- For the control and symptomatic relief of acute nonspecific diarrhea and of chronic diarrhea associated with inflammatory bowel disease.
- For reducing the volume of discharge from ileostomies, colostomies.
- Adults: initial dose is 4 mg followed by 2 mg after each unformed stool. Daily dosage should not exceed 16 mg. Clinical improvement is usually observed within 48 hours.
- Children: recommended first day dosage: 6 – 8 years (20 – 30 kg) 2 mg twice daily, 8 – 12 years (> 30 kg) 2 mg 3 times daily. Recommended subsequent daily dosage: 1 mg/10 kg only after a loose stool. Total daily dosage should not exceed recommended dosages for the first day.
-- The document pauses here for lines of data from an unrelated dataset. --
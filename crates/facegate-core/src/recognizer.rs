//! ArcFace face recognizer via ONNX Runtime.
//!
//! Extracts 512-dimensional, L2-normalized embeddings from aligned
//! 112×112 RGB face crops (w600k_r50 or w600k_mbf).

use crate::alignment::{self, ALIGNED_SIZE};
use crate::types::{BoundingBox, Embedding};
use image::RgbImage;
use ndarray::Array4;
use ort::session::Session;
use ort::value::TensorRef;
use std::path::Path;
use thiserror::Error;

const ARCFACE_MEAN: f32 = 127.5;
const ARCFACE_STD: f32 = 127.5; // symmetric, unlike SCRFD's 128.0
const ARCFACE_EMBEDDING_DIM: usize = 512;

#[derive(Error, Debug)]
pub enum RecognizerError {
    #[error("model file not found: {0} (download the insightface model pack into the model directory)")]
    ModelNotFound(String),
    #[error("inference failed: {0}")]
    InferenceFailed(String),
    #[error("face has no landmarks; alignment needs detector keypoints")]
    NoLandmarks,
    #[error("ort: {0}")]
    Ort(#[from] ort::Error),
}

/// ArcFace-based face recognizer.
pub struct FaceRecognizer {
    session: Session,
}

impl FaceRecognizer {
    /// Load an ArcFace ONNX model from the given path.
    pub fn load(model_path: &Path) -> Result<Self, RecognizerError> {
        if !model_path.exists() {
            return Err(RecognizerError::ModelNotFound(model_path.display().to_string()));
        }

        let session = Session::builder()?
            .with_intra_threads(2)?
            .commit_from_file(model_path)?;

        tracing::info!(
            path = %model_path.display(),
            inputs = ?session.inputs().iter().map(|i| (i.name(), i.dtype())).collect::<Vec<_>>(),
            "loaded ArcFace model"
        );

        Ok(Self { session })
    }

    /// Embed the face described by `face` (which must carry landmarks).
    pub fn extract(&mut self, image: &RgbImage, face: &BoundingBox) -> Result<Embedding, RecognizerError> {
        let landmarks = face.landmarks.as_ref().ok_or(RecognizerError::NoLandmarks)?;
        let aligned = alignment::align_face(image, landmarks);
        let input = preprocess(&aligned);

        let outputs = self.session.run(ort::inputs![TensorRef::from_array_view(input.view())?])?;
        let (_, raw) = outputs[0]
            .try_extract_tensor::<f32>()
            .map_err(|e| RecognizerError::InferenceFailed(format!("embedding extraction: {e}")))?;

        if raw.len() != ARCFACE_EMBEDDING_DIM {
            return Err(RecognizerError::InferenceFailed(format!(
                "expected {ARCFACE_EMBEDDING_DIM}-dim embedding, got {}",
                raw.len()
            )));
        }

        let embedding = Embedding {
            values: raw.to_vec(),
            model_version: None,
        };
        Ok(embedding.l2_normalized())
    }
}

/// 112×112 RGB crop → 1×3×112×112 tensor in [-1, 1].
fn preprocess(aligned: &RgbImage) -> Array4<f32> {
    let size = ALIGNED_SIZE as usize;
    let mut tensor = Array4::<f32>::zeros((1, 3, size, size));
    for (x, y, pixel) in aligned.enumerate_pixels() {
        for c in 0..3 {
            tensor[[0, c, y as usize, x as usize]] = (pixel[c] as f32 - ARCFACE_MEAN) / ARCFACE_STD;
        }
    }
    tensor
}

#[cfg(test)]
mod tests {
    use super::*;
    use image::Rgb;

    #[test]
    fn test_preprocess_output_shape() {
        let aligned = RgbImage::from_pixel(ALIGNED_SIZE, ALIGNED_SIZE, Rgb([128, 128, 128]));
        let tensor = preprocess(&aligned);
        assert_eq!(tensor.shape(), &[1, 3, 112, 112]);
    }

    #[test]
    fn test_preprocess_normalization_per_channel() {
        let aligned = RgbImage::from_pixel(ALIGNED_SIZE, ALIGNED_SIZE, Rgb([255, 0, 128]));
        let tensor = preprocess(&aligned);
        assert!((tensor[[0, 0, 5, 5]] - 1.0).abs() < 1e-6);
        assert!((tensor[[0, 1, 5, 5]] + 1.0).abs() < 1e-6);
        let expected = (128.0 - ARCFACE_MEAN) / ARCFACE_STD;
        assert!((tensor[[0, 2, 5, 5]] - expected).abs() < 1e-6);
    }

    #[test]
    fn test_missing_model_reported() {
        let err = FaceRecognizer::load(Path::new("/nonexistent/w600k_r50.onnx")).err().unwrap();
        assert!(matches!(err, RecognizerError::ModelNotFound(_)));
    }
}
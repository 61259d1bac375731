use std::net::SocketAddr;
use std::time::Duration;

const DEFAULT_BIND: &str = "0.0.0.0:5000";

/// Daemon-only settings, loaded from environment variables.
///
/// Matching and storage settings live in [`facegate_core::Config`].
#[derive(Debug, Clone)]
pub struct DaemonConfig {
    /// Listen address (default: 0.0.0.0:5000).
    pub bind: SocketAddr,
    /// Largest accepted request body in bytes.
    pub max_body_bytes: usize,
    /// Upper bound on one engine call, queue wait included.
    pub request_timeout: Duration,
    /// Requests that may wait for the engine thread before senders block.
    pub queue_depth: usize,
}

impl Default for DaemonConfig {
    fn default() -> Self {
        Self {
            bind: ([0, 0, 0, 0], 5000).into(),
            max_body_bytes: 10 * 1024 * 1024,
            request_timeout: Duration::from_secs(30),
            queue_depth: 4,
        }
    }
}

impl DaemonConfig {
    /// Load configuration from `FACEGATE_*` environment variables with defaults.
    pub fn from_env() -> Self {
        Self::from_lookup(|key| std::env::var(key).ok())
    }

    fn from_lookup(lookup: impl Fn(&str) -> Option<String>) -> Self {
        let defaults = Self::default();
        let bind = lookup("FACEGATE_BIND")
            .unwrap_or_else(|| DEFAULT_BIND.to_string());
        let bind = bind.parse().unwrap_or_else(|_| {
            tracing::warn!(value = %bind, "FACEGATE_BIND is not a socket address; using {DEFAULT_BIND}");
            defaults.bind
        });

        Self {
            bind,
            max_body_bytes: env_usize(&lookup, "FACEGATE_MAX_BODY_BYTES", defaults.max_body_bytes),
            request_timeout: Duration::from_secs(env_u64(
                &lookup,
                "FACEGATE_REQUEST_TIMEOUT_SECS",
                defaults.request_timeout.as_secs(),
            )),
            // A zero-capacity channel panics in tokio.
            queue_depth: env_usize(&lookup, "FACEGATE_QUEUE_DEPTH", defaults.queue_depth).max(1),
        }
    }
}

fn env_u64(lookup: &impl Fn(&str) -> Option<String>, key: &str, default: u64) -> u64 {
    lookup(key)
        .and_then(|v| v.parse().ok())
        .unwrap_or(default)
}

fn env_usize(lookup: &impl Fn(&str) -> Option<String>, key: &str, default: usize) -> usize {
    lookup(key)
        .and_then(|v| v.parse().ok())
        .unwrap_or(default)
}
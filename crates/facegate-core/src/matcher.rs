//! Distance → confidence → accept/reject.
//!
//! Two decision conventions exist for face distances and they are not
//! interchangeable: a distance threshold that also scales confidence
//! (`1 - d/threshold`), and a fixed confidence cut over `1 - d` that only
//! makes sense for metrics bounded near [0, 1] such as cosine. Exactly one
//! is active per [`Matcher`].

use crate::error::FaceError;
use crate::types::{DistanceMetric, Embedding, GalleryEntry, MatchDecision};
use serde::{Deserialize, Serialize};
use std::fmt;
use std::str::FromStr;

/// Strategy turning a distance into a bounded confidence and a verdict.
pub trait DecisionPolicy: Send + Sync {
    fn name(&self) -> &'static str;
    /// Confidence in [0, 1], non-increasing in `distance`.
    fn confidence(&self, distance: f32) -> f32;
    fn accepts(&self, distance: f32) -> bool;
    /// The configured cut-off, reported alongside verification results.
    fn threshold(&self) -> f32;
}

/// Accept iff `distance <= threshold`; confidence = `1 - distance / threshold`.
#[derive(Debug, Clone, Copy)]
pub struct DistanceThreshold {
    pub threshold: f32,
}

impl DecisionPolicy for DistanceThreshold {
    fn name(&self) -> &'static str {
        "distance"
    }

    fn confidence(&self, distance: f32) -> f32 {
        clamp_unit(1.0 - distance / self.threshold)
    }

    fn accepts(&self, distance: f32) -> bool {
        distance <= self.threshold
    }

    fn threshold(&self) -> f32 {
        self.threshold
    }
}

/// Accept iff `1 - distance >= min_confidence`.
#[derive(Debug, Clone, Copy)]
pub struct ConfidenceThreshold {
    pub min_confidence: f32,
}

impl DecisionPolicy for ConfidenceThreshold {
    fn name(&self) -> &'static str {
        "confidence"
    }

    fn confidence(&self, distance: f32) -> f32 {
        clamp_unit(1.0 - distance)
    }

    fn accepts(&self, distance: f32) -> bool {
        !distance.is_nan() && self.confidence(distance) >= self.min_confidence
    }

    fn threshold(&self) -> f32 {
        self.min_confidence
    }
}

/// NaN maps to 0 so a broken distance never reads as a confident match.
fn clamp_unit(v: f32) -> f32 {
    if v.is_nan() { 0.0 } else { v.clamp(0.0, 1.0) }
}

/// Configuration-facing selector for the active [`DecisionPolicy`].
#[derive(Debug, Clone, Copy, PartialEq, Eq, Serialize, Deserialize)]
#[serde(rename_all = "snake_case")]
pub enum PolicyKind {
    Distance,
    Confidence,
}

impl FromStr for PolicyKind {
    type Err = String;

    fn from_str(s: &str) -> Result<Self, Self::Err> {
        match s.trim().to_ascii_lowercase().as_str() {
            "distance" => Ok(PolicyKind::Distance),
            "confidence" => Ok(PolicyKind::Confidence),
            other => Err(format!(
                "unknown decision policy {other:?} (expected distance or confidence)"
            )),
        }
    }
}

impl fmt::Display for PolicyKind {
    fn fmt(&self, f: &mut fmt::Formatter<'_>) -> fmt::Result {
        f.write_str(match self {
            PolicyKind::Distance => "distance",
            PolicyKind::Confidence => "confidence",
        })
    }
}

/// A gallery entry's distance to the probe.
#[derive(Debug, Clone, PartialEq)]
pub struct RankedCandidate {
    pub key: String,
    pub distance: f32,
}

/// Compares probe embeddings against references under one metric and one policy.
pub struct Matcher {
    metric: DistanceMetric,
    policy: Box<dyn DecisionPolicy>,
}

impl Matcher {
    pub fn new(metric: DistanceMetric, policy: Box<dyn DecisionPolicy>) -> Self {
        Self { metric, policy }
    }

    pub fn metric(&self) -> DistanceMetric {
        self.metric
    }

    pub fn policy(&self) -> &dyn DecisionPolicy {
        self.policy.as_ref()
    }

    /// Turn a distance to `key` into a decision.
    pub fn decide(&self, key: &str, distance: f32) -> MatchDecision {
        let accepted = self.policy.accepts(distance);
        MatchDecision {
            candidate: accepted.then(|| key.to_string()),
            distance: Some(distance),
            confidence: self.policy.confidence(distance),
            accepted,
        }
    }

    /// Single-pair verification of `probe` against the reference enrolled as `key`.
    pub fn verify(
        &self,
        probe: &Embedding,
        reference: &Embedding,
        key: &str,
    ) -> Result<MatchDecision, FaceError> {
        if !probe.is_comparable(reference) {
            return Err(FaceError::ExtractionBackend(format!(
                "embedding for {key} was produced by a different extractor configuration"
            )));
        }
        Ok(self.decide(key, probe.distance(reference, self.metric)))
    }

    /// Distance to every comparable gallery entry, nearest first.
    ///
    /// The sort is stable, so equal distances keep gallery order.
    pub fn rank(&self, probe: &Embedding, gallery: &[GalleryEntry]) -> Vec<RankedCandidate> {
        let mut ranked: Vec<RankedCandidate> = gallery
            .iter()
            .filter(|entry| {
                let ok = probe.is_comparable(&entry.embedding);
                if !ok {
                    tracing::warn!(key = %entry.key, "skipping reference with incompatible embedding");
                }
                ok
            })
            .map(|entry| RankedCandidate {
                key: entry.key.clone(),
                distance: probe.distance(&entry.embedding, self.metric),
            })
            .collect();
        ranked.sort_by(|a, b| a.distance.total_cmp(&b.distance));
        ranked
    }

    /// Best match across the whole gallery.
    ///
    /// Visits every entry (no early exit); the first-seen entry wins ties.
    pub fn compare(&self, probe: &Embedding, gallery: &[GalleryEntry]) -> MatchDecision {
        let mut best: Option<(usize, f32)> = None;

        for (i, entry) in gallery.iter().enumerate() {
            if !probe.is_comparable(&entry.embedding) {
                tracing::warn!(key = %entry.key, "skipping reference with incompatible embedding");
                continue;
            }
            let d = probe.distance(&entry.embedding, self.metric);
            let is_better = match best {
                None => !d.is_nan(),
                Some((_, best_d)) => d < best_d,
            };
            if is_better {
                best = Some((i, d));
            }
        }

        match best {
            Some((idx, d)) => self.decide(&gallery[idx].key, d),
            None => MatchDecision::no_candidates(),
        }
    }
}

#[cfg(test)]
mod tests {
    use super::*;

    fn entry(key: &str, values: &[f32]) -> GalleryEntry {
        GalleryEntry {
            key: key.into(),
            embedding: Embedding { values: values.to_vec(), model_version: None },
        }
    }

    fn probe(values: &[f32]) -> Embedding {
        Embedding { values: values.to_vec(), model_version: None }
    }

    fn euclidean(threshold: f32) -> Matcher {
        Matcher::new(DistanceMetric::Euclidean, Box::new(DistanceThreshold { threshold }))
    }

    fn cosine(min_confidence: f32) -> Matcher {
        Matcher::new(DistanceMetric::Cosine, Box::new(ConfidenceThreshold { min_confidence }))
    }

    #[test]
    fn test_distance_policy_confidence_monotonic_and_clamped() {
        let p = DistanceThreshold { threshold: 0.8 };
        let mut prev = f32::INFINITY;
        for i in 0..=400 {
            let d = i as f32 * 0.01 - 1.0;
            let c = p.confidence(d);
            assert!((0.0..=1.0).contains(&c), "d={d} c={c}");
            assert!(c <= prev, "confidence increased at d={d}");
            prev = c;
        }
        assert_eq!(p.confidence(0.0), 1.0);
        assert_eq!(p.confidence(0.8), 0.0);
        assert_eq!(p.confidence(5.0), 0.0);
    }

    #[test]
    fn test_confidence_policy_monotonic_and_clamped() {
        let p = ConfidenceThreshold { min_confidence: 0.6 };
        let mut prev = f32::INFINITY;
        for i in 0..=300 {
            let d = i as f32 * 0.01 - 0.5;
            let c = p.confidence(d);
            assert!((0.0..=1.0).contains(&c), "d={d} c={c}");
            assert!(c <= prev);
            prev = c;
        }
        assert_eq!(p.confidence(2.0), 0.0);
    }

    #[test]
    fn test_nan_distance_is_rejected() {
        assert_eq!(DistanceThreshold { threshold: 0.8 }.confidence(f32::NAN), 0.0);
        assert!(!DistanceThreshold { threshold: 0.8 }.accepts(f32::NAN));
        assert!(!ConfidenceThreshold { min_confidence: 0.0 }.accepts(f32::NAN));
    }

    #[test]
    fn test_distance_policy_accepts_at_threshold() {
        let p = DistanceThreshold { threshold: 0.8 };
        assert!(p.accepts(0.8));
        assert!(!p.accepts(0.8001));
    }

    #[test]
    fn test_confidence_policy_accepts_at_cut() {
        let p = ConfidenceThreshold { min_confidence: 0.6 };
        assert!(p.accepts(0.4));
        assert!(!p.accepts(0.41));
    }

    #[test]
    fn test_verify_match_and_reject() {
        let m = euclidean(0.8);
        let d = m.verify(&probe(&[0.0, 0.0]), &probe(&[0.3, 0.4]), "r1").unwrap();
        assert!(d.accepted);
        assert_eq!(d.candidate.as_deref(), Some("r1"));
        assert!((d.distance.unwrap() - 0.5).abs() < 1e-6);
        assert!((d.confidence - 0.375).abs() < 1e-5);

        let d = m.verify(&probe(&[0.0, 0.0]), &probe(&[3.0, 4.0]), "r1").unwrap();
        assert!(!d.accepted);
        assert_eq!(d.candidate, None);
        assert_eq!(d.confidence, 0.0);
    }

    #[test]
    fn test_verify_rejects_incompatible_embeddings() {
        let a = Embedding { values: vec![1.0, 0.0], model_version: Some("a".into()) };
        let b = Embedding { values: vec![1.0, 0.0], model_version: Some("b".into()) };
        assert!(matches!(
            euclidean(0.8).verify(&a, &b, "r1"),
            Err(FaceError::ExtractionBackend(_))
        ));
    }

    #[test]
    fn test_compare_visits_all_entries() {
        // Best match is the last entry.
        let gallery = vec![
            entry("decoy1", &[0.0, 1.0, 0.0]),
            entry("decoy2", &[0.0, 0.0, 1.0]),
            entry("match", &[1.0, 0.0, 0.0]),
        ];
        let d = cosine(0.6).compare(&probe(&[1.0, 0.0, 0.0]), &gallery);
        assert!(d.accepted);
        assert_eq!(d.candidate.as_deref(), Some("match"));
        assert!(d.distance.unwrap().abs() < 1e-6);
        assert!((d.confidence - 1.0).abs() < 1e-6);
    }

    #[test]
    fn test_compare_tie_first_seen_wins() {
        let gallery = vec![entry("first", &[1.0, 0.0]), entry("second", &[1.0, 0.0])];
        let d = euclidean(0.8).compare(&probe(&[1.0, 0.0]), &gallery);
        assert_eq!(d.candidate.as_deref(), Some("first"));
    }

    #[test]
    fn test_compare_no_match_reports_best_distance() {
        let gallery = vec![entry("other", &[0.0, 1.0, 0.0])];
        let d = cosine(0.6).compare(&probe(&[1.0, 0.0, 0.0]), &gallery);
        assert!(!d.accepted);
        assert_eq!(d.candidate, None);
        assert!((d.distance.unwrap() - 1.0).abs() < 1e-6);
        assert_eq!(d.confidence, 0.0);
    }

    #[test]
    fn test_compare_empty_gallery() {
        let d = cosine(0.6).compare(&probe(&[1.0, 0.0]), &[]);
        assert_eq!(d, MatchDecision::no_candidates());
    }

    #[test]
    fn test_rank_orders_nearest_first() {
        let gallery = vec![
            entry("far", &[3.0, 4.0]),
            entry("near", &[0.1, 0.0]),
            entry("mid", &[1.0, 0.0]),
        ];
        let ranked = euclidean(0.8).rank(&probe(&[0.0, 0.0]), &gallery);
        let keys: Vec<&str> = ranked.iter().map(|r| r.key.as_str()).collect();
        assert_eq!(keys, ["near", "mid", "far"]);
    }

    #[test]
    fn test_policy_kind_parse() {
        assert_eq!("Distance".parse::<PolicyKind>().unwrap(), PolicyKind::Distance);
        assert_eq!("confidence".parse::<PolicyKind>().unwrap(), PolicyKind::Confidence);
        assert!("margin".parse::<PolicyKind>().is_err());
    }
}
//! Face alignment via 4-DOF similarity transform.
//!
//! Maps the five detected landmarks onto the InsightFace reference layout
//! and warps the photo into the 112×112 RGB crop ArcFace expects.

use image::{Rgb, RgbImage};

/// ArcFace reference landmarks for a 112×112 output.
const REFERENCE_LANDMARKS_112: [(f32, f32); 5] = [
    (38.2946, 51.6963), // left eye
    (73.5318, 51.5014), // right eye
    (56.0252, 71.7366), // nose
    (41.5493, 92.3655), // left mouth
    (70.7299, 92.2041), // right mouth
];

pub const ALIGNED_SIZE: u32 = 112;

/// Similarity transform `dst = [[a, -b], [b, a]] * src + [tx, ty]`.
#[derive(Debug, Clone, Copy, PartialEq)]
pub struct Similarity {
    pub a: f32,
    pub b: f32,
    pub tx: f32,
    pub ty: f32,
}

impl Similarity {
    /// Least-squares fit from `src` to `dst`.
    ///
    /// Closed form: after centering both point sets, the rotation-scale
    /// part is the normalized cross-correlation; translation aligns the centroids.
    pub fn estimate(src: &[(f32, f32); 5], dst: &[(f32, f32); 5]) -> Self {
        let n = src.len() as f32;
        let centroid = |pts: &[(f32, f32); 5]| {
            let (sx, sy) = pts.iter().fold((0.0, 0.0), |(ax, ay), &(x, y)| (ax + x, ay + y));
            (sx / n, sy / n)
        };
        let (scx, scy) = centroid(src);
        let (dcx, dcy) = centroid(dst);

        let mut dot = 0.0f32;
        let mut cross = 0.0f32;
        let mut src_var = 0.0f32;
        for (&(sx, sy), &(dx, dy)) in src.iter().zip(dst.iter()) {
            let (sx, sy) = (sx - scx, sy - scy);
            let (dx, dy) = (dx - dcx, dy - dcy);
            dot += sx * dx + sy * dy;
            cross += sx * dy - sy * dx;
            src_var += sx * sx + sy * sy;
        }

        if src_var < 1e-12 {
            // Degenerate landmarks: fall back to a pure translation.
            return Self { a: 1.0, b: 0.0, tx: dcx - scx, ty: dcy - scy };
        }

        let a = dot / src_var;
        let b = cross / src_var;
        Self {
            a,
            b,
            tx: dcx - (a * scx - b * scy),
            ty: dcy - (b * scx + a * scy),
        }
    }

    pub fn apply(&self, (x, y): (f32, f32)) -> (f32, f32) {
        (self.a * x - self.b * y + self.tx, self.b * x + self.a * y + self.ty)
    }

    /// Inverse mapping, `None` if the transform collapses the plane.
    fn invert(&self) -> Option<Self> {
        let det = self.a * self.a + self.b * self.b;
        if det < 1e-12 {
            return None;
        }
        let ia = self.a / det;
        let ib = -self.b / det;
        Some(Self {
            a: ia,
            b: ib,
            tx: -(ia * self.tx - ib * self.ty),
            ty: -(ib * self.tx + ia * self.ty),
        })
    }
}

/// Bilinear sample; pixels outside the image read as black.
fn sample(image: &RgbImage, x: f32, y: f32) -> [f32; 3] {
    let (w, h) = (image.width() as i64, image.height() as i64);
    let x0 = x.floor() as i64;
    let y0 = y.floor() as i64;
    let fx = x - x0 as f32;
    let fy = y - y0 as f32;

    let px = |xi: i64, yi: i64| -> [f32; 3] {
        if xi >= 0 && xi < w && yi >= 0 && yi < h {
            let Rgb(p) = *image.get_pixel(xi as u32, yi as u32);
            [p[0] as f32, p[1] as f32, p[2] as f32]
        } else {
            [0.0; 3]
        }
    };

    let (tl, tr, bl, br) = (px(x0, y0), px(x0 + 1, y0), px(x0, y0 + 1), px(x0 + 1, y0 + 1));
    std::array::from_fn(|c| {
        tl[c] * (1.0 - fx) * (1.0 - fy)
            + tr[c] * fx * (1.0 - fy)
            + bl[c] * (1.0 - fx) * fy
            + br[c] * fx * fy
    })
}

/// Warp `image` through `transform` into an `out_size`×`out_size` crop.
fn warp(image: &RgbImage, transform: &Similarity, out_size: u32) -> RgbImage {
    let Some(inverse) = transform.invert() else {
        return RgbImage::new(out_size, out_size);
    };
    RgbImage::from_fn(out_size, out_size, |ox, oy| {
        let (sx, sy) = inverse.apply((ox as f32, oy as f32));
        let v = sample(image, sx, sy);
        Rgb(v.map(|c| c.round().clamp(0.0, 255.0) as u8))
    })
}

/// Align a detected face to a canonical 112×112 RGB crop.
pub fn align_face(image: &RgbImage, landmarks: &[(f32, f32); 5]) -> RgbImage {
    let transform = Similarity::estimate(landmarks, &REFERENCE_LANDMARKS_112);
    warp(image, &transform, ALIGNED_SIZE)
}
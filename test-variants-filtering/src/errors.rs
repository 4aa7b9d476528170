// Copyright (c) The nextest Contributors
// SPDX-License-Identifier: MIT OR Apache-2.0

//! Errors produced while parsing keys and search queries.

use miette::{Diagnostic, SourceSpan};
use thiserror::Error;

/// An error that occurs while parsing a sort or group key.
#[derive(Clone, Debug, Error, PartialEq, Eq)]
#[non_exhaustive]
pub enum KeyParseError {
    /// The key was empty.
    #[error("empty property key")]
    EmptyKey,

    /// A variant key (`v.<key>`) had nothing after the prefix.
    #[error("variant property key `{input}` does not name a variant key")]
    EmptyVariantKey {
        /// The input that failed to parse.
        input: String,
    },

    /// The key isn't a known property.
    #[error(
        "unknown property key `{input}`\n\
         (known keys: status, name, v.<variant key>)"
    )]
    UnknownKey {
        /// The input that failed to parse.
        input: String,
    },
}

/// Errors returned while parsing a search query.
#[derive(Clone, Debug, Error)]
#[error("failed to parse search query `{input}`")]
#[non_exhaustive]
pub struct SearchQueryParseErrors {
    /// The input string.
    pub input: String,

    /// The individual parse errors, in the order they appear in the input.
    pub errors: Vec<ParseSingleError>,
}

impl SearchQueryParseErrors {
    pub(crate) fn new(input: impl Into<String>, errors: Vec<ParseSingleError>) -> Self {
        Self {
            input: input.into(),
            errors,
        }
    }
}

/// A single error within a search query.
#[derive(Clone, Debug, Error, Diagnostic, PartialEq, Eq)]
#[non_exhaustive]
pub enum ParseSingleError {
    /// A `-` wasn't followed by a term.
    #[error("expected search term")]
    ExpectedTerm(#[label("missing term after '-'")] SourceSpan),

    /// A prefix such as `ID:` wasn't followed by a value.
    #[error("expected value for `{prefix}:`")]
    ExpectedValue {
        /// The prefix, as written.
        prefix: String,

        /// The location of the term.
        #[label("missing value")]
        span: SourceSpan,
    },

    /// A `STATUS:` term named an unknown status.
    #[error("unknown test variant status `{name}`")]
    UnknownStatus {
        /// The status name, as written.
        name: String,

        /// The location of the status name.
        #[label("unknown status")]
        span: SourceSpan,
    },

    /// A `V:` term had an empty variant key.
    #[error("expected variant key")]
    ExpectedVariantKey(#[label("missing variant key")] SourceSpan),

    /// An error that couldn't be attributed to a location.
    #[error("unknown parsing error")]
    Unknown,
}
- Adults: initial dose is 4 mg followed by 2 mg after each unformed stool until diarrhea is controlled, after which the dosage should be reduced to meet individual requirements. When the optimal daily dosage has been established, this amount may then be administered as a single dose or in divided doses.
- The daily maintenance dosage was 4 – 8 mg. A dosage of 16 mg was rarely exceeded. If clinical improvement is not observed after treatment with 16 mg per day for at least 10 days, symptoms are unlikely to be controlled by further administration. Loperamide administration may be continued if diarrhea cannot be adequately controlled with diet or specific treatment.
Drug is administered orally. Patients should receive appropriate fluid and electrolyte replacement as needed.